Permaculture Network Japan - Records

August 28, 2006

Tracey PC Dream

In the late 1980’s and early 1990’s I was living in the town of Fujino-Machi (aka Wysteria Fields), Kanagawa-Ken in Japan.  The village was my first true home, and I absolutely loved living there. 

I was involved in many grass roots initiatives, and since I worked for a Japanese company that did overseas development I had a keen interest in sustainable development (SD) initiatives.  As I was doing research for a seminar I was to give to agricultural consulting firm managers, I discovered permaculture, a wholistic SD design system developed by Bill Mollison.

The firm I was working for also thought this was something worth pursuing and paid for half my expenses to go to Hawaii in 1992 for a 10 day Permaculture Design workshop taught by Lea Harrisson and Max Lindegger. I received my Permaculture Consultant’s Design Certificate at that fantactic workshop in the most amazing setting - Wood Valley Tibetan Buddhist Temple that grew organic coffee on its grounds. The Temple, grounds and retreat centre were coordinated by a wild Jamaican American, Randy, with long dread locks who claims he was the person who taught Latin American women to crochet all those rainbow coloured hats we see everywhere in markets today.

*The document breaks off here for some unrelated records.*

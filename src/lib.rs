// Settlement Audit - Core Library
// Reconciles marketplace settlement data against expected commissions and
// payouts. Exposes all modules for use in the CLI and tests.

pub mod taxonomy;
pub mod model;
pub mod loader;
pub mod commission;
pub mod correlation;
pub mod summary;
pub mod cross_source;
pub mod duplicates;
pub mod pipeline;
pub mod filter;
pub mod report;

// Re-export commonly used types
pub use taxonomy::EventType;
pub use model::{
    round2, round4,
    Order, SkuLink, CommissionSchedule, SettlementEvent, SaleRecord,
    SettlementSnapshot, OrderView, LinkView, EventIndex,
};
pub use loader::{
    load_orders, load_sku_links, load_commission_schedules,
    load_settlement_events, load_sale_records, load_snapshot,
};
pub use commission::{CommissionValidator, ErrorTag};
pub use correlation::{CorrelationChecker, ReturnCheck, RetroactiveCheck};
pub use summary::{SummaryBuilder, OrderSummary, PaymentStatus, FinalStatus};
pub use cross_source::{CrossSourceReconciler, CrossSourceRecord, CrossSourceFlag};
pub use duplicates::{find_duplicates, DuplicateGroup};
pub use pipeline::{AuditEngine, AuditOutput, ReconciliationRecord};
pub use filter::FilterCriteria;
pub use report::BatchReport;

/// Library version
pub const VERSION: &str = env!("CARGO_PKG_VERSION");
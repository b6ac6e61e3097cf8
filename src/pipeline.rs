// ⚖️ Audit Engine - normalize, validate, correlate, aggregate
// Single-pass batch transformation over an immutable snapshot. Each stage
// is a pure function of the order's child collections; grouping is strictly
// per order key, so the batch partitions by order with no shared state.

use crate::commission::{CommissionValidator, ErrorTag};
use crate::correlation::{CorrelationChecker, RetroactiveCheck, ReturnCheck};
use crate::cross_source::{CrossSourceReconciler, CrossSourceRecord};
use crate::duplicates::{find_duplicates, DuplicateGroup};
use crate::model::{EventIndex, OrderView, SettlementSnapshot};
use crate::summary::{OrderSummary, SummaryBuilder};
use crate::taxonomy::EventType;
use chrono::NaiveDate;
use serde::{Deserialize, Serialize};

// ============================================================================
// ROW-LEVEL RECORD
// ============================================================================

/// One reconciliation row per settlement event (orders without events get a
/// single `Desconhecido` row so nothing disappears from the output).
/// Immutable once created.
#[derive(Debug, Clone, Serialize, Deserialize)]
pub struct ReconciliationRecord {
    pub marketplace: String,
    pub order_number: String,
    pub sku_marketplace_id: Option<i64>,

    pub net_value: f64,
    pub settled_value: f64,

    pub event_type_raw: String,
    pub event_type: EventType,

    pub commission_percentage: Option<f64>,
    pub commission_date: Option<NaiveDate>,

    /// net_value * percentage, when a commission rule is known
    pub computed_commission: Option<f64>,

    pub event_date: Option<NaiveDate>,
    pub cycle_date: Option<NaiveDate>,

    /// Accumulated row-level error tags; never fatal
    pub errors: Vec<ErrorTag>,
}

impl ReconciliationRecord {
    pub fn has_errors(&self) -> bool {
        !self.errors.is_empty()
    }
}

// ============================================================================
// ENGINE OUTPUT
// ============================================================================

/// Everything the engine derives from one snapshot
#[derive(Debug, Clone, Default, Serialize, Deserialize)]
pub struct AuditOutput {
    /// Row-level records for table/detail views
    pub rows: Vec<ReconciliationRecord>,

    /// Per-order return-consistency checks (orders with both sides present)
    pub return_checks: Vec<ReturnCheck>,

    /// Per-order retroactive-deduction checks
    pub retro_checks: Vec<RetroactiveCheck>,

    /// One financial summary per order with settlement data
    pub summaries: Vec<OrderSummary>,

    /// Marketplace vs sales-ledger comparison rows
    pub cross_source: Vec<CrossSourceRecord>,

    /// Repeated (order, event type) pairs
    pub duplicates: Vec<DuplicateGroup>,
}

// ============================================================================
// AUDIT ENGINE
// ============================================================================

pub struct AuditEngine {
    pub commission_validator: CommissionValidator,
    pub summary_builder: SummaryBuilder,
}

impl AuditEngine {
    pub fn new() -> Self {
        AuditEngine {
            commission_validator: CommissionValidator::new(),
            summary_builder: SummaryBuilder::new(),
        }
    }

    /// Run the full reconciliation over one snapshot.
    ///
    /// Stages per order: index events by canonical type, emit one row per
    /// event with commission checks applied, run the correlation checks
    /// (a return mismatch tags every row of the order), build the financial
    /// summary, and compare against the sales ledger. A malformed row is
    /// classified `Desconhecido`/`Outros` and carried through; the batch
    /// never fails for one bad record.
    pub fn run(&self, snapshot: &SettlementSnapshot) -> AuditOutput {
        let views = snapshot.order_views();
        let mut output = AuditOutput::default();

        for view in &views {
            let index = EventIndex::build(&view.events);

            let row_start = output.rows.len();
            self.emit_rows(view, &mut output.rows);

            if let Some(check) = CorrelationChecker::check_return(view, &index) {
                if check.mismatch {
                    for row in &mut output.rows[row_start..] {
                        row.errors.push(ErrorTag::ErroDevolucao);
                    }
                }
                output.return_checks.push(check);
            }

            if let Some(check) = CorrelationChecker::check_retroactive(view, &index) {
                output.retro_checks.push(check);
            }

            if let Some(summary) = self.summary_builder.build(view, &index) {
                output.summaries.push(summary);
            }

            output
                .cross_source
                .extend(CrossSourceReconciler::check(view, &index));
        }

        output.duplicates = find_duplicates(&views);
        output
    }

    fn emit_rows(&self, view: &OrderView, rows: &mut Vec<ReconciliationRecord>) {
        let commission = view.primary_commission();
        let percentage = commission.and_then(|c| c.percentage);
        let commission_date = commission.and_then(|c| c.schedule_date);
        let computed_commission = percentage.map(|pct| view.order.net_value * pct);
        let sku_marketplace_id = view.links.first().map(|l| l.link.sku_marketplace_id);

        if view.events.is_empty() {
            // Join artifact: the order has no settlement data yet, but it
            // stays visible to the consumer
            rows.push(ReconciliationRecord {
                marketplace: view.order.marketplace.clone(),
                order_number: view.order.order_number.clone(),
                sku_marketplace_id,
                net_value: view.order.net_value,
                settled_value: 0.0,
                event_type_raw: String::new(),
                event_type: EventType::Desconhecido,
                commission_percentage: percentage,
                commission_date,
                computed_commission,
                event_date: None,
                cycle_date: None,
                errors: Vec::new(),
            });
            return;
        }

        for event in &view.events {
            let event_type = event.event_type();
            let errors = self.commission_validator.check(
                event_type,
                view.order.net_value,
                percentage,
                commission_date,
                event.settled_value,
            );

            rows.push(ReconciliationRecord {
                marketplace: view.order.marketplace.clone(),
                order_number: view.order.order_number.clone(),
                sku_marketplace_id,
                net_value: view.order.net_value,
                settled_value: event.settled_value,
                event_type_raw: event.event_type_raw.clone(),
                event_type,
                commission_percentage: percentage,
                commission_date,
                computed_commission,
                event_date: event.event_date,
                cycle_date: event.cycle_date,
                errors,
            });
        }
    }
}

impl Default for AuditEngine {
    fn default() -> Self {
        Self::new()
    }
}

// ============================================================================
// TESTS
// ============================================================================
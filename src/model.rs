// 📦 Data Model - settlement snapshot and per-order views
// Input collections arrive as complete, immutable snapshots; the engine
// never writes back. The one-to-many structure (Order → SkuLink →
// {commission?, sale?} plus order-level events) is made explicit here so
// every aggregate runs over real child collections instead of a join
// cross-product.

use crate::taxonomy::EventType;
use chrono::NaiveDate;
use serde::{Deserialize, Serialize};
use std::collections::HashMap;

// ============================================================================
// ROUNDING
// ============================================================================

/// Round a currency amount to 2 decimal places.
///
/// All currency comparisons in the engine happen after this rounding, to
/// absorb floating-point noise from the source exports.
pub fn round2(value: f64) -> f64 {
    (value * 100.0).round() / 100.0
}

/// Round a commission percentage to 4 decimal places.
pub fn round4(value: f64) -> f64 {
    (value * 10_000.0).round() / 10_000.0
}

// ============================================================================
// INPUT RECORDS
// ============================================================================

/// Marketplace order, identified by (marketplace, order_number)
#[derive(Debug, Clone, Serialize, Deserialize)]
pub struct Order {
    pub marketplace: String,
    pub order_number: String,

    /// Net product value before commission, as reported by the marketplace
    pub net_value: f64,

    pub order_date: Option<NaiveDate>,
}

/// Link between an order and its marketplace-specific settlement identifier
#[derive(Debug, Clone, Serialize, Deserialize)]
pub struct SkuLink {
    pub sku_marketplace_id: i64,
    pub order_number: String,
}

/// Commission rule scoped to one sku link; absence means "rule unknown"
#[derive(Debug, Clone, Serialize, Deserialize)]
pub struct CommissionSchedule {
    pub sku_marketplace_id: i64,

    /// Fraction in [0, 1], e.g. 0.12 for 12%
    pub percentage: Option<f64>,

    pub schedule_date: Option<NaiveDate>,
}

/// One settlement event as stated by the marketplace (payout or deduction)
#[derive(Debug, Clone, Serialize, Deserialize)]
pub struct SettlementEvent {
    pub order_number: String,

    /// Free-text event label as exported; empty means absent
    #[serde(default)]
    pub event_type_raw: String,

    /// Signed settled amount for this event
    #[serde(default)]
    pub settled_value: f64,

    pub event_date: Option<NaiveDate>,
    pub cycle_date: Option<NaiveDate>,
}

impl SettlementEvent {
    pub fn event_type(&self) -> EventType {
        EventType::normalize(&self.event_type_raw)
    }
}

/// Independent record of the order's net value from the seller's own ledger
#[derive(Debug, Clone, Serialize, Deserialize)]
pub struct SaleRecord {
    pub sku_marketplace_id: i64,
    pub sale_net_value: f64,
}

// ============================================================================
// SNAPSHOT
// ============================================================================

/// Complete input snapshot, loaded before any rule executes
#[derive(Debug, Clone, Default, Serialize, Deserialize)]
pub struct SettlementSnapshot {
    pub orders: Vec<Order>,
    pub sku_links: Vec<SkuLink>,
    pub commission_schedules: Vec<CommissionSchedule>,
    pub settlement_events: Vec<SettlementEvent>,
    pub sale_records: Vec<SaleRecord>,
}

impl SettlementSnapshot {
    /// Assemble one view per order, resolving the one-to-many relations.
    ///
    /// Views come back sorted by (marketplace, order_number) so downstream
    /// outputs are deterministic regardless of input row order. If the
    /// orders collection carries duplicate keys, the first occurrence wins.
    pub fn order_views(&self) -> Vec<OrderView<'_>> {
        let mut commissions: HashMap<i64, &CommissionSchedule> = HashMap::new();
        for schedule in &self.commission_schedules {
            commissions.entry(schedule.sku_marketplace_id).or_insert(schedule);
        }

        let mut sales: HashMap<i64, &SaleRecord> = HashMap::new();
        for sale in &self.sale_records {
            sales.entry(sale.sku_marketplace_id).or_insert(sale);
        }

        let mut links_by_order: HashMap<&str, Vec<&SkuLink>> = HashMap::new();
        for link in &self.sku_links {
            links_by_order
                .entry(link.order_number.as_str())
                .or_default()
                .push(link);
        }

        let mut events_by_order: HashMap<&str, Vec<&SettlementEvent>> = HashMap::new();
        for event in &self.settlement_events {
            events_by_order
                .entry(event.order_number.as_str())
                .or_default()
                .push(event);
        }

        let mut seen: HashMap<(&str, &str), ()> = HashMap::new();
        let mut views = Vec::new();
        for order in &self.orders {
            let key = (order.marketplace.as_str(), order.order_number.as_str());
            if seen.insert(key, ()).is_some() {
                continue;
            }

            let links = links_by_order
                .get(order.order_number.as_str())
                .map(|links| {
                    links
                        .iter()
                        .copied()
                        .map(|link| LinkView {
                            link,
                            commission: commissions.get(&link.sku_marketplace_id).copied(),
                            sale: sales.get(&link.sku_marketplace_id).copied(),
                        })
                        .collect()
                })
                .unwrap_or_default();

            let events = events_by_order
                .get(order.order_number.as_str())
                .cloned()
                .unwrap_or_default();

            views.push(OrderView { order, links, events });
        }

        views.sort_by(|a, b| {
            (&a.order.marketplace, &a.order.order_number)
                .cmp(&(&b.order.marketplace, &b.order.order_number))
        });
        views
    }
}

// ============================================================================
// ORDER VIEWS
// ============================================================================

/// One sku link with its resolved commission rule and sale record
#[derive(Debug, Clone)]
pub struct LinkView<'a> {
    pub link: &'a SkuLink,
    pub commission: Option<&'a CommissionSchedule>,
    pub sale: Option<&'a SaleRecord>,
}

/// One order with all child collections resolved
#[derive(Debug, Clone)]
pub struct OrderView<'a> {
    pub order: &'a Order,
    pub links: Vec<LinkView<'a>>,
    pub events: Vec<&'a SettlementEvent>,
}

impl<'a> OrderView<'a> {
    /// Sales-ledger value for this order, if any sku link has a sale record.
    /// When several links carry sales, the largest value wins (duplicate
    /// guard, same role the source's max-over-group played).
    pub fn sale_value(&self) -> Option<f64> {
        self.links
            .iter()
            .filter_map(|link| link.sale.map(|sale| sale.sale_net_value))
            .fold(None, |acc, value| {
                Some(match acc {
                    Some(current) if current >= value => current,
                    _ => value,
                })
            })
    }

    /// First sku link carrying a commission schedule entry
    pub fn primary_commission(&self) -> Option<&'a CommissionSchedule> {
        self.links.iter().find_map(|link| link.commission)
    }

    /// Commission values computed per link: net_value * percentage
    pub fn computed_commissions(&self) -> Vec<f64> {
        self.links
            .iter()
            .filter_map(|link| link.commission.and_then(|c| c.percentage))
            .map(|percentage| self.order.net_value * percentage)
            .collect()
    }

    /// Minimum event date across the order's events, ignoring absent dates
    pub fn earliest_event_date(&self) -> Option<NaiveDate> {
        self.events.iter().filter_map(|event| event.event_date).min()
    }
}

// ============================================================================
// EVENT INDEX
// ============================================================================

/// Settlement events of one order, indexed by canonical type.
///
/// Correlation and aggregation rules read from this index so their results
/// are pure functions of the unordered multiset of events.
#[derive(Debug, Default)]
pub struct EventIndex<'a> {
    by_type: HashMap<EventType, Vec<&'a SettlementEvent>>,
}

impl<'a> EventIndex<'a> {
    pub fn build(events: &[&'a SettlementEvent]) -> Self {
        let mut by_type: HashMap<EventType, Vec<&'a SettlementEvent>> = HashMap::new();
        for &event in events {
            by_type.entry(event.event_type()).or_default().push(event);
        }
        EventIndex { by_type }
    }

    pub fn of(&self, event_type: EventType) -> &[&'a SettlementEvent] {
        self.by_type
            .get(&event_type)
            .map(|events| events.as_slice())
            .unwrap_or(&[])
    }

    pub fn has(&self, event_type: EventType) -> bool {
        !self.of(event_type).is_empty()
    }

    /// Sum of settled values over all events of the given type
    pub fn settled_sum(&self, event_type: EventType) -> f64 {
        self.of(event_type)
            .iter()
            .map(|event| event.settled_value)
            .sum()
    }

    /// Maximum settled value over events of the given type (duplicate guard)
    pub fn max_settled(&self, event_type: EventType) -> Option<f64> {
        self.of(event_type)
            .iter()
            .map(|event| event.settled_value)
            .fold(None, |acc, value| {
                Some(match acc {
                    Some(current) if current >= value => current,
                    _ => value,
                })
            })
    }

    /// Settled value with the greatest absolute magnitude, for display in
    /// per-order check records
    pub fn max_abs_settled(&self, event_type: EventType) -> Option<f64> {
        self.of(event_type)
            .iter()
            .map(|event| event.settled_value)
            .fold(None, |acc: Option<f64>, value| {
                Some(match acc {
                    Some(current) if current.abs() >= value.abs() => current,
                    _ => value,
                })
            })
    }
}

// ============================================================================
// TESTS
// ============================================================================

#[cfg(test)]
mod tests {
    use super::*;

    fn event(order: &str, raw: &str, settled: f64) -> SettlementEvent {
        SettlementEvent {
            order_number: order.to_string(),
            event_type_raw: raw.to_string(),
            settled_value: settled,
            event_date: None,
            cycle_date: None,
        }
    }

    fn snapshot_one_order() -> SettlementSnapshot {
        SettlementSnapshot {
            orders: vec![Order {
                marketplace: "Centauro".to_string(),
                order_number: "PED-1".to_string(),
                net_value: 100.0,
                order_date: None,
            }],
            sku_links: vec![SkuLink {
                sku_marketplace_id: 10,
                order_number: "PED-1".to_string(),
            }],
            commission_schedules: vec![CommissionSchedule {
                sku_marketplace_id: 10,
                percentage: Some(0.25),
                schedule_date: NaiveDate::from_ymd_opt(2025, 1, 10),
            }],
            settlement_events: vec![
                event("PED-1", "Repasse Normal", 88.0),
                event("PED-1", "Descontar Retroativo", -20.0),
                event("PED-1", "Descontar - Retroativo", -30.0),
            ],
            sale_records: vec![SaleRecord {
                sku_marketplace_id: 10,
                sale_net_value: 100.0,
            }],
        }
    }

    #[test]
    fn test_round2_round4() {
        assert_eq!(round2(89.955), 89.96);
        assert_eq!(round2(100.004), 100.0);
        assert_eq!(round4(0.12345), 0.1235);
        assert_eq!(round4(0.12), 0.12);
    }

    #[test]
    fn test_order_view_resolves_relations() {
        let snapshot = snapshot_one_order();
        let views = snapshot.order_views();

        assert_eq!(views.len(), 1);
        let view = &views[0];
        assert_eq!(view.links.len(), 1);
        assert!(view.links[0].commission.is_some());
        assert!(view.links[0].sale.is_some());
        assert_eq!(view.events.len(), 3);
        assert_eq!(view.sale_value(), Some(100.0));
        assert_eq!(view.computed_commissions(), vec![25.0]);
    }

    #[test]
    fn test_duplicate_order_rows_keep_first() {
        let mut snapshot = snapshot_one_order();
        snapshot.orders.push(Order {
            marketplace: "Centauro".to_string(),
            order_number: "PED-1".to_string(),
            net_value: 999.0,
            order_date: None,
        });

        let views = snapshot.order_views();
        assert_eq!(views.len(), 1);
        assert_eq!(views[0].order.net_value, 100.0);
    }

    #[test]
    fn test_event_index_grouping() {
        let snapshot = snapshot_one_order();
        let views = snapshot.order_views();
        let index = EventIndex::build(&views[0].events);

        assert!(index.has(EventType::RepasseNormal));
        assert_eq!(index.of(EventType::DescontarRetroativo).len(), 2);
        assert_eq!(index.settled_sum(EventType::DescontarRetroativo), -50.0);
        assert_eq!(index.max_settled(EventType::RepasseNormal), Some(88.0));
        assert_eq!(index.max_abs_settled(EventType::DescontarRetroativo), Some(-30.0));
        assert!(!index.has(EventType::DescontarHove));
    }

    #[test]
    fn test_views_sorted_by_key() {
        let mut snapshot = snapshot_one_order();
        snapshot.orders.insert(
            0,
            Order {
                marketplace: "Centauro".to_string(),
                order_number: "PED-9".to_string(),
                net_value: 10.0,
                order_date: None,
            },
        );

        let views = snapshot.order_views();
        assert_eq!(views[0].order.order_number, "PED-1");
        assert_eq!(views[1].order.order_number, "PED-9");
    }
}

Japan already had Masanobu Fukuoaka, the author of the One Straw Revolution and the expert in a farming system where you let nature do the work.  In other words, a system of farming that is not labour intensive but results in high yields of organic produce grown in a biologically diverse setting.  Permaculture is but an extension of what Fukuoka San was well known for, and also, included many of the elements of traditional organic Japanese farming practices that had been largely forgotten and/or replaced by chemically intensive production farming.  

Upon my return, I immediately founded a Japan Permaculture Network and was invited to speak all over the country.  People were very receptive to the ideas and wanted to join.  It was almost as if I was just providing a little nudge to wake up what was just below the surface of people’s consciousness at the time.  The environmental movement in Japan was growing and becoming very popular even in the main stream.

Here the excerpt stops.